Cruise is too creepy, and the cult he fronts too dangerous, for me to reward him with my movie-going dollars.

Scientology, the cult masquerading as a religion, has done a remarkable job through Cruise and other Hollywood stars, of eventually making much of American society inured to the darker aspects of the cult. Mostly they’ve done it by convincing Americans that anti-Scientology feelings constitute the same anti-religion bias shown by, say, anti-Semites and people who think the Pope is evil.

But let’s not forget that the entire German government, no stranger to fascist movements, is not convinced:

The German domestic intelligence service is constantly monitoring the organization and mention them in their annual review about anti-constitutional activities. The German government does not recognize Scientology as a religion; rather, it views it as an abusive business masquerading as a religion and believes that it pursues political goals that conflict with the values enshrined in the German constitution.

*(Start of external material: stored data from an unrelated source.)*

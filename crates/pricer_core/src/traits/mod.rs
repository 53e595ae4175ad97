//! Contracts between the valuation engine and its collaborators.
//!
//! This module defines:
//! - [`Product`]: per-valuation contract emitting cashflows on each path
//! - [`Simulator`] and [`NumeraireSimulator`]: models producing observables
//!   and the deflating numeraire
//! - [`ExerciseSchedule`] and [`PortfolioEntry`]: early-exercise description
//!   and the portfolio sum type
//!
//! Products and simulators are open-ended and supplied by callers, so they
//! are used as trait objects. Every implementation provides an explicit deep
//! clone (`clone_box`), and `Box<dyn Product>` / `Box<dyn Simulator>`
//! implement `Clone` through it.

pub mod portfolio;
pub mod product;
pub mod simulator;

pub use portfolio::{ExerciseEvent, ExerciseSchedule, PortfolioEntry};
pub use product::Product;
pub use simulator::{AsSimulator, NumeraireSimulator, Simulator};
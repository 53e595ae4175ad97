//! Reference products.
//!
//! - [`FixedCashflows`]: known payments
//! - [`EuropeanOption`]: call or put on a share, paid at expiry
//! - [`BermudanOption`]: early-exercise option settled by [`ExercisePayoff`]

pub mod bermudan;
pub mod error;
pub mod european;
pub mod fixed_cashflows;

pub use bermudan::{BermudanOption, ExercisePayoff};
pub use error::ProductError;
pub use european::{EuropeanOption, OptionType};
pub use fixed_cashflows::FixedCashflows;
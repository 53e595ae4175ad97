//! Error types for structured error handling.
//!
//! This module provides:
//! - `SimulationError`: Failures raised by simulators and products while a
//!   valuation is running
//! - `ScheduleError`: Invalid early-exercise schedules
//! - `DateError`: Errors from date construction, parsing and shifting
//! - `CurrencyError`: Errors from currency parsing

use thiserror::Error;

use super::observable::MarketObservable;
use super::time::Date;
use crate::market_data::MarketDataError;

/// Failures raised through the product and simulator contracts.
///
/// # Examples
/// ```
/// use pricer_core::types::{Currency, MarketObservable, SimulationError};
///
/// let err = SimulationError::UnsupportedObservable(MarketObservable::share(Currency::ZAR, "AAA"));
/// assert_eq!(err.to_string(), "simulator does not provide SHARE:ZAR:AAA");
/// ```
#[derive(Error, Debug, Clone, PartialEq)]
pub enum SimulationError {
    /// The simulator was asked for an observable it does not provide.
    #[error("simulator does not provide {0}")]
    UnsupportedObservable(MarketObservable),

    /// A value was requested at a date that was never registered.
    #[error("{observable} was not simulated at {date}")]
    UnregisteredDate {
        /// Requested observable, or `numeraire`/`factors`
        observable: String,
        /// Requested date
        date: Date,
    },

    /// A query arrived before `prepare` or `run_simulation` was called.
    #[error("simulator used before it was prepared: {0}")]
    NotPrepared(String),

    /// A product was asked for cashflows without the index values it needs.
    #[error("index values for {0} have not been set")]
    MissingIndexValues(MarketObservable),

    /// The number of values passed does not match the requested dates.
    #[error("expected {expected} values for {observable}, got {actual}")]
    LengthMismatch {
        /// Observable the values belong to
        observable: MarketObservable,
        /// Number of requested dates
        expected: usize,
        /// Number of values received
        actual: usize,
    },

    /// Model or product parameters are invalid.
    #[error("invalid parameter: {0}")]
    InvalidParameter(String),

    /// A model produced NaN or infinity.
    #[error("non-finite value for {what} at {date}")]
    NonFinite {
        /// Description of the offending quantity
        what: String,
        /// Date of the offending value
        date: Date,
    },

    /// Date arithmetic failed inside a model.
    #[error(transparent)]
    Date(#[from] DateError),

    /// A curve lookup failed inside a model.
    #[error(transparent)]
    MarketData(#[from] MarketDataError),
}

/// Invalid early-exercise schedules.
///
/// # Examples
/// ```
/// use pricer_core::types::ScheduleError;
///
/// let err = ScheduleError::NoExerciseDates;
/// assert_eq!(err.to_string(), "exercise schedule has no exercise dates");
/// ```
#[derive(Error, Debug, Clone, PartialEq, Eq)]
pub enum ScheduleError {
    /// The schedule contains no exercise dates.
    #[error("exercise schedule has no exercise dates")]
    NoExerciseDates,

    /// The same exercise date appears twice.
    #[error("exercise date {0} appears more than once")]
    DuplicateExerciseDate(Date),

    /// An exercise date points at a post-exercise product that does not exist.
    #[error("exercise on {date} refers to post-exercise product {index} but only {available} exist")]
    PostExerciseIndexOutOfRange {
        /// Exercise date
        date: Date,
        /// Requested post-exercise product index
        index: usize,
        /// Number of post-exercise products
        available: usize,
    },
}

/// Date-related errors.
///
/// # Examples
/// ```
/// use pricer_core::types::DateError;
///
/// let err = DateError::InvalidDate { year: 2024, month: 2, day: 30 };
/// assert_eq!(format!("{}", err), "Invalid date: 2024-2-30");
/// ```
#[derive(Error, Debug, Clone, PartialEq, Eq)]
pub enum DateError {
    /// Invalid date components (e.g., February 30th).
    #[error("Invalid date: {year}-{month}-{day}")]
    InvalidDate {
        /// Year component
        year: i32,
        /// Month component (1-12)
        month: u32,
        /// Day component (1-31)
        day: u32,
    },

    /// Failed to parse date string.
    #[error("Date parse error: {0}")]
    ParseError(String),

    /// Date arithmetic left the representable range.
    #[error("Date out of range: {date} shifted by {shift}")]
    OutOfRange {
        /// Start date
        date: String,
        /// Requested shift
        shift: String,
    },
}

/// Currency-related errors.
///
/// # Examples
/// ```
/// use pricer_core::types::CurrencyError;
///
/// let err = CurrencyError::UnknownCurrency("XYZ".to_string());
/// assert_eq!(format!("{}", err), "Unknown currency: XYZ");
/// ```
#[derive(Error, Debug, Clone, PartialEq, Eq)]
pub enum CurrencyError {
    /// Unknown currency code.
    #[error("Unknown currency: {0}")]
    UnknownCurrency(String),

    /// Failed to parse currency pair string.
    #[error("Currency parse error: {0}")]
    ParseError(String),

    /// Base and counter currencies are the same.
    #[error("Base and counter currencies are the same: {0}")]
    SameCurrency(String),
}

#[cfg(test)]
mod tests {
    use super::*;
    use crate::types::Currency;

    #[test]
    fn test_unregistered_date_display() {
        let err = SimulationError::UnregisteredDate {
            observable: "numeraire".into(),
            date: Date::from_ymd(2025, 1, 31).unwrap(),
        };
        assert_eq!(err.to_string(), "numeraire was not simulated at 2025-01-31");
    }

    #[test]
    fn test_length_mismatch_display() {
        let err = SimulationError::LengthMismatch {
            observable: MarketObservable::share(Currency::USD, "ABC"),
            expected: 3,
            actual: 2,
        };
        assert_eq!(err.to_string(), "expected 3 values for SHARE:USD:ABC, got 2");
    }

    #[test]
    fn test_date_error_converts() {
        let err: SimulationError = DateError::ParseError("bad".into()).into();
        assert_eq!(err.to_string(), "Date parse error: bad");
    }

    #[test]
    fn test_schedule_error_display() {
        let err = ScheduleError::PostExerciseIndexOutOfRange {
            date: Date::from_ymd(2025, 1, 1).unwrap(),
            index: 2,
            available: 1,
        };
        assert_eq!(
            err.to_string(),
            "exercise on 2025-01-01 refers to post-exercise product 2 but only 1 exist"
        );
    }
}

Any un-biased reading of Scientology’s methods and goals should lead anyone to the same conclusion about its sinister underpinnings and methods. So it is heartening to see in the midst of all the excitement about the “Top Gun” sequel that The Daily Beast’s Tony Ortega is refusing to be taken in by all the hype:

With Top Gun: Maverick debuting in theaters this week, Tom Cruise is available to the press again, which explains why I was seeing video of James Corden at 5 a.m. on a tarmac waiting to join Cruise in his personal jet aircraft.

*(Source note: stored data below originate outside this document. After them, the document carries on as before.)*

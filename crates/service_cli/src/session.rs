//! Builds simulators and trades from a [`CliConfig`].

use nalgebra::DMatrix;
use pricer_core::market_data::curves::{FlatCurve, FxForwardCurve};
use pricer_core::traits::{NumeraireSimulator, PortfolioEntry, Simulator};
use pricer_core::types::{Cashflow, CurrencyPair, Date, MarketObservable};
use pricer_models::products::{BermudanOption, EuropeanOption, FixedCashflows};
use pricer_models::simulators::{DeterministicCurves, EquitySimulator, ShareProcess};
use pricer_valuation::Coordinator;
use tracing::debug;

use crate::config::{CliConfig, ConfigError, MarketConfig, PortfolioConfig};
use crate::{CliError, Result};

/// Everything a command needs to run a valuation.
pub struct Session {
    pub coordinator: Coordinator,
    pub portfolio: Vec<PortfolioEntry>,
    pub value_date: Date,
    pub forward_dates: Vec<Date>,
    pub percentiles: Vec<f64>,
}

impl Session {
    pub fn from_config(config: &CliConfig) -> Result<Self> {
        let value_date = config.value_date.ok_or(ConfigError::MissingValueDate)?;
        let (numeraire, auxiliary) = simulators(&config.market, value_date)?;
        let coordinator = Coordinator::new(numeraire, auxiliary, config.valuation.n_paths())?
            .with_config(config.valuation.clone())?;
        let portfolio = portfolio(&config.portfolio, &config.market)?;
        debug!(
            trades = portfolio.len(),
            paths = coordinator.n_paths(),
            threads = coordinator.config().worker_threads(),
            "session ready"
        );
        Ok(Self {
            coordinator,
            portfolio,
            value_date,
            forward_dates: config.forward_dates.clone(),
            percentiles: config.percentiles.clone(),
        })
    }

    /// Forward dates, failing when none are configured.
    pub fn require_forward_dates(&self) -> Result<&[Date]> {
        if self.forward_dates.is_empty() {
            return Err(CliError::InvalidArgument(
                "no forward dates: set `forward_dates` in the config file".to_string(),
            ));
        }
        Ok(&self.forward_dates)
    }
}

/// The numeraire simulator and any auxiliary simulators.
///
/// Shares are simulated by a correlated [`EquitySimulator`] that also
/// carries the numeraire. FX rates come from [`DeterministicCurves`], as the
/// numeraire simulator when there are no shares and as an auxiliary
/// simulator otherwise.
pub fn simulators(
    market: &MarketConfig,
    value_date: Date,
) -> Result<(Box<dyn NumeraireSimulator>, Vec<Box<dyn Simulator>>)> {
    let discount = FlatCurve::new(value_date, market.rate, market.currency);
    let curves = fx_curves(market, value_date, discount)?;

    if market.shares.is_empty() {
        return Ok((Box::new(curves), Vec::new()));
    }

    let processes = market
        .shares
        .iter()
        .map(|s| {
            ShareProcess::new(
                MarketObservable::share(market.currency, &s.code),
                s.spot,
                s.volatility,
                s.dividend_yield,
            )
        })
        .collect::<std::result::Result<Vec<_>, _>>()?;
    let correlation = correlation_matrix(market)?;
    let equity = EquitySimulator::new(processes, correlation, discount, market.seed)?;

    let auxiliary: Vec<Box<dyn Simulator>> = if market.fx.is_empty() {
        Vec::new()
    } else {
        vec![Box::new(curves)]
    };
    Ok((Box::new(equity), auxiliary))
}

fn fx_curves(market: &MarketConfig, value_date: Date, discount: FlatCurve) -> Result<DeterministicCurves> {
    let mut curves = DeterministicCurves::new(discount);
    for fx in &market.fx {
        let pair = CurrencyPair::new(fx.currency, market.currency)?;
        let foreign = FlatCurve::new(value_date, fx.rate, fx.currency);
        let forward = FxForwardCurve::new(pair, fx.spot, foreign, discount)
            .map_err(|e| CliError::InvalidArgument(format!("FX {pair}: {e}")))?;
        curves = curves.with_fx_curve(forward)?;
    }
    Ok(curves)
}

fn correlation_matrix(market: &MarketConfig) -> Result<DMatrix<f64>> {
    let n = market.shares.len();
    let Some(rows) = &market.correlation else {
        return Ok(DMatrix::identity(n, n));
    };
    let cols = rows.first().map_or(0, Vec::len);
    if rows.iter().any(|row| row.len() != cols) {
        return Err(CliError::InvalidArgument(
            "correlation rows have different lengths".to_string(),
        ));
    }
    Ok(DMatrix::from_fn(rows.len(), cols, |i, j| rows[i][j]))
}

/// Portfolio entries in config order: European options, Bermudan options,
/// then fixed cashflow strips.
pub fn portfolio(trades: &PortfolioConfig, market: &MarketConfig) -> Result<Vec<PortfolioEntry>> {
    let share = |code: &str| MarketObservable::share(market.currency, code);
    let mut entries = Vec::with_capacity(trades.len());

    for trade in &trades.european {
        let option = EuropeanOption::new(share(&trade.share), trade.option_type, trade.strike, trade.expiry);
        entries.push(PortfolioEntry::plain(option));
    }
    for trade in &trades.bermudan {
        let option = BermudanOption::new(
            share(&trade.share),
            trade.option_type,
            trade.strike,
            trade.exercise_dates.clone(),
        )?
        .with_long_optionality(trade.long_optionality);
        entries.push(option.into_entry()?);
    }
    for trade in &trades.fixed {
        let currency = trade.currency.unwrap_or(market.currency);
        let cashflows = trade
            .cashflows
            .iter()
            .map(|flow| Cashflow::new(flow.date, flow.amount, currency))
            .collect();
        entries.push(PortfolioEntry::plain(FixedCashflows::new(cashflows)));
    }

    Ok(entries)
}

#[cfg(test)]
mod tests {
    use super::*;
    use crate::config::{FxConfig, ShareConfig};
    use approx::assert_relative_eq;
    use pricer_core::types::Currency;

    fn value_date() -> Date {
        Date::from_ymd(2025, 1, 1).unwrap()
    }

    fn market() -> MarketConfig {
        MarketConfig {
            shares: vec![
                ShareConfig {
                    code: "AAA".to_string(),
                    spot: 100.0,
                    volatility: 0.2,
                    dividend_yield: 0.0,
                },
                ShareConfig {
                    code: "BBB".to_string(),
                    spot: 50.0,
                    volatility: 0.3,
                    dividend_yield: 0.01,
                },
            ],
            correlation: Some(vec![vec![1.0, 0.5], vec![0.5, 1.0]]),
            ..MarketConfig::default()
        }
    }

    #[test]
    fn test_ragged_correlation_rejected() {
        let mut market = market();
        market.correlation = Some(vec![vec![1.0, 0.5], vec![0.5]]);
        assert!(matches!(
            simulators(&market, value_date()),
            Err(CliError::InvalidArgument(_))
        ));
    }

    #[test]
    fn test_wrong_size_correlation_is_a_model_error() {
        let mut market = market();
        market.correlation = Some(vec![vec![1.0]]);
        assert!(matches!(simulators(&market, value_date()), Err(CliError::Model(_))));
    }

    #[test]
    fn test_fx_curves_become_auxiliary_with_shares() {
        let mut market = market();
        market.fx = vec![FxConfig {
            currency: Currency::USD,
            spot: 18.0,
            rate: 0.04,
        }];
        let (_, auxiliary) = simulators(&market, value_date()).unwrap();
        assert_eq!(auxiliary.len(), 1);

        market.shares.clear();
        market.correlation = None;
        let (_, auxiliary) = simulators(&market, value_date()).unwrap();
        assert!(auxiliary.is_empty());
    }

    #[test]
    fn test_fixed_strip_values_at_discount_factor() {
        let config = CliConfig::from_toml(
            r#"
            value_date = "2025-01-01"
            [valuation]
            n_paths = 4
            [market]
            rate = 0.05
            [[portfolio.fixed]]
            cashflows = [{ date = "2026-01-01", amount = 100.0 }]
            "#,
        )
        .unwrap();
        let session = Session::from_config(&config).unwrap();
        let value = session
            .coordinator
            .value(&session.portfolio, session.value_date)
            .unwrap();

        let curve = FlatCurve::new(value_date(), 0.05, Currency::ZAR);
        let expected = 100.0 * curve.discount_factor(Date::from_ymd(2026, 1, 1).unwrap()).unwrap();
        assert_relative_eq!(value, expected, epsilon = 1e-10);
    }

    #[test]
    fn test_shipped_config_runs() {
        let mut config = CliConfig::from_toml(include_str!("../neutryx-valuation.toml")).unwrap();
        config.valuation.set_n_paths(200);
        config.valuation.set_threadedness(false, None);
        config.validate().unwrap();

        let session = Session::from_config(&config).unwrap();
        assert_eq!(session.portfolio.len(), 6);
        let epe = session
            .coordinator
            .epe(&session.portfolio, session.value_date, session.require_forward_dates().unwrap())
            .unwrap();
        assert_eq!(epe.len(), 5);
        assert!(epe.iter().all(|v| v.is_finite() && *v >= 0.0));
    }

    #[test]
    fn test_missing_forward_dates() {
        let config = CliConfig::from_toml(r#"value_date = "2025-01-01""#).unwrap();
        let session = Session::from_config(&config).unwrap();
        assert!(matches!(
            session.require_forward_dates(),
            Err(CliError::InvalidArgument(_))
        ));
    }
}
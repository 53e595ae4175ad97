//! Check command implementation
//!
//! Validates the configuration and the simulator wiring with a single
//! sequential path, so provider and currency problems show up without a
//! full run.

use pricer_valuation::ValuationConfig;
use tracing::{info, warn};

use crate::config::CliConfig;
use crate::session::Session;
use crate::Result;

/// Run the check command
pub fn run(config: &CliConfig, session: &Session) -> Result<()> {
    println!("Neutryx Valuation - System Check");
    println!("================================\n");

    println!("Configuration:");
    println!("  Value date:        {}", session.value_date);
    println!("  Forward dates:     {}", session.forward_dates.len());
    println!("  Percentiles:       {:?}", session.percentiles);
    println!("  Paths:             {}", config.valuation.n_paths());
    println!("  Worker threads:    {}", config.valuation.worker_threads());
    println!("  Regression basis:  {:?}", config.valuation.regression_basis());
    println!("  Regression method: {:?}", config.valuation.regression_method());
    println!();

    println!("Market ({}):", config.market.currency);
    println!("  Discount rate:     {}", config.market.rate);
    println!("  Shares:            {}", config.market.shares.len());
    println!("  FX curves:         {}", config.market.fx.len());
    println!();

    println!("Portfolio:");
    println!("  European options:  {}", config.portfolio.european.len());
    println!("  Bermudan options:  {}", config.portfolio.bermudan.len());
    println!("  Fixed strips:      {}", config.portfolio.fixed.len());
    println!();
    if config.portfolio.is_empty() {
        warn!("portfolio is empty; every value will be zero");
    }

    let probe_config = ValuationConfig::builder().n_paths(1).use_threads(false).build()?;
    let probe = session.coordinator.clone().with_config(probe_config)?;
    info!("probing simulator wiring with one path");
    let value = probe.value(&session.portfolio, session.value_date)?;
    println!("Single-path probe value: {value:.6}");
    println!("\nAll checks passed.");
    Ok(())
}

The Late Late Show host’s antics on Cruise’s plane delivered the intended effect: Tom as cooler-than-you pilot really is like the superheroes he plays in the movies.

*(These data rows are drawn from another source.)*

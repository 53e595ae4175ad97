//! Criterion benchmarks for pricer_valuation.
//!
//! Benchmarks cover:
//! - Forward simulation of a European option, sequential and threaded
//! - Longstaff-Schwartz resolution of a Bermudan option
//! - Cross-sectional regression with both bases

use criterion::{black_box, criterion_group, criterion_main, BenchmarkId, Criterion};
use pricer_core::market_data::curves::FlatCurve;
use pricer_core::traits::PortfolioEntry;
use pricer_core::types::{Currency, Date, MarketObservable};
use pricer_models::products::{BermudanOption, EuropeanOption, OptionType};
use pricer_models::rng::PathRng;
use pricer_models::simulators::EquitySimulator;
use pricer_valuation::regression::fit;
use pricer_valuation::{Coordinator, RegressionBasis, RegressionMethod, ValuationConfig};

fn value_date() -> Date {
    Date::from_ymd(2025, 1, 1).unwrap()
}

fn share() -> MarketObservable {
    MarketObservable::share(Currency::ZAR, "AAA")
}

fn coordinator(n_paths: usize, use_threads: bool) -> Coordinator {
    let curve = FlatCurve::new(value_date(), 0.07, Currency::ZAR);
    let simulator = EquitySimulator::single(share(), 100.0, 0.2, 0.0, curve, 42).unwrap();
    let config = ValuationConfig::builder()
        .n_paths(n_paths)
        .use_threads(use_threads)
        .build()
        .unwrap();
    Coordinator::new(Box::new(simulator), Vec::new(), n_paths)
        .unwrap()
        .with_config(config)
        .unwrap()
}

/// Benchmark forward simulation of a single European option.
fn bench_simulation(c: &mut Criterion) {
    let mut group = c.benchmark_group("simulation");
    group.sample_size(20);
    let expiry = Date::from_ymd(2026, 1, 1).unwrap();
    let portfolio = [PortfolioEntry::plain(EuropeanOption::new(
        share(),
        OptionType::Call,
        100.0,
        expiry,
    ))];

    for n_paths in [1_000, 10_000] {
        for (label, threaded) in [("sequential", false), ("threaded", true)] {
            let coordinator = coordinator(n_paths, threaded);
            group.bench_with_input(BenchmarkId::new(label, n_paths), &portfolio, |b, portfolio| {
                b.iter(|| coordinator.value(black_box(portfolio), value_date()).unwrap());
            });
        }
    }

    group.finish();
}

/// Benchmark early-exercise resolution with a growing number of exercise dates.
fn bench_early_exercise(c: &mut Criterion) {
    let mut group = c.benchmark_group("early_exercise");
    group.sample_size(10);
    let coordinator = coordinator(5_000, true);

    for n_dates in [4, 12] {
        let dates: Vec<Date> = (1..=n_dates)
            .map(|m| value_date().add_months(m).unwrap())
            .collect();
        let entry = BermudanOption::new(share(), OptionType::Put, 100.0, dates)
            .unwrap()
            .into_entry()
            .unwrap();
        let portfolio = [entry];
        group.bench_with_input(BenchmarkId::new("bermudan_put", n_dates), &portfolio, |b, portfolio| {
            b.iter(|| coordinator.value(black_box(portfolio), value_date()).unwrap());
        });
    }

    group.finish();
}

/// Benchmark a single cross-sectional regression.
fn bench_regression(c: &mut Criterion) {
    let mut group = c.benchmark_group("regression");
    let n_paths = 10_000;
    let mut rng = PathRng::from_seed(1);
    let mut draws = vec![0.0; n_paths];
    rng.fill_normal(&mut draws);
    let factor: Vec<f64> = draws.iter().map(|z| 100.0 * (0.2 * z).exp()).collect();
    let target: Vec<f64> = factor.iter().map(|s| (100.0 - s).max(0.0)).collect();
    let factors = vec![factor];

    for (label, basis) in [
        ("intrinsic_10", RegressionBasis::Intrinsic { buckets: 10 }),
        ("polynomial_3", RegressionBasis::Polynomial { order: 3 }),
    ] {
        let design = basis.design_matrix(&factors, n_paths);
        for method in [RegressionMethod::Svd, RegressionMethod::NormalEquations] {
            let id = BenchmarkId::new(label, format!("{method:?}"));
            group.bench_with_input(id, &design, |b, design| {
                b.iter(|| fit(black_box(design), black_box(&target), method).ok());
            });
        }
    }

    group.finish();
}

criterion_group!(benches, bench_simulation, bench_early_exercise, bench_regression);
criterion_main!(benches);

But for me, it had another connotation.

Seeing Cruise pilot his aircraft, I couldn’t help thinking of something Marc Headley told me several years ago.

Headley joined Scientology’s Sea Org as a child, signing a billion-year contract before working 365 days a year, cloistered at one of the organization’s secretive compounds known as “Int Base” near Hemet, California.

Around 1990, Headley explained in his excellent book about that period, Blown for Good, Cruise had come to the base to learn Scientology “auditing,” its version of counseling, and Headley was chosen to be his guinea pig.

Years later, in 2009, the FBI began an intense investigation of conditions at the base, interviewing dozens of former Sea Org workers, including Headley, who by that time had escaped.

The FBI was so serious about its investigation of the slave-like conditions at the base, Headley and other former Scientologists told me, that in the summer of 2010 the agency was making detailed plans for raiding the compound, rescuing workers, and seizing documents.

No person can do any unbiased research about Cruise and Scientology and come away with anything other than worrying thoughts about what Cruise is really doing with his fame and influence.

Cruise might be portrayed as the epitome of cool in the media, but just push him a bit in an interview about Scientology, as Australlia’s “60 Minutes” did in this interview, and the less cool, more sinister, Cruise starts to show himself.

Notice particularly that Cruise compares people who question the tenets and practices of Scientology with “people who burn synagogues.”

And then there is this famous clip, which Scientology has worked to bury, in which Cruise gives the world a lesson in how to be creepily charming. Note that this video was produced by Scientology, yet they still try to remove it from public view.

So, no, I will not be seeing the “Top Gun” sequel and adding to Cruise’s fame and power.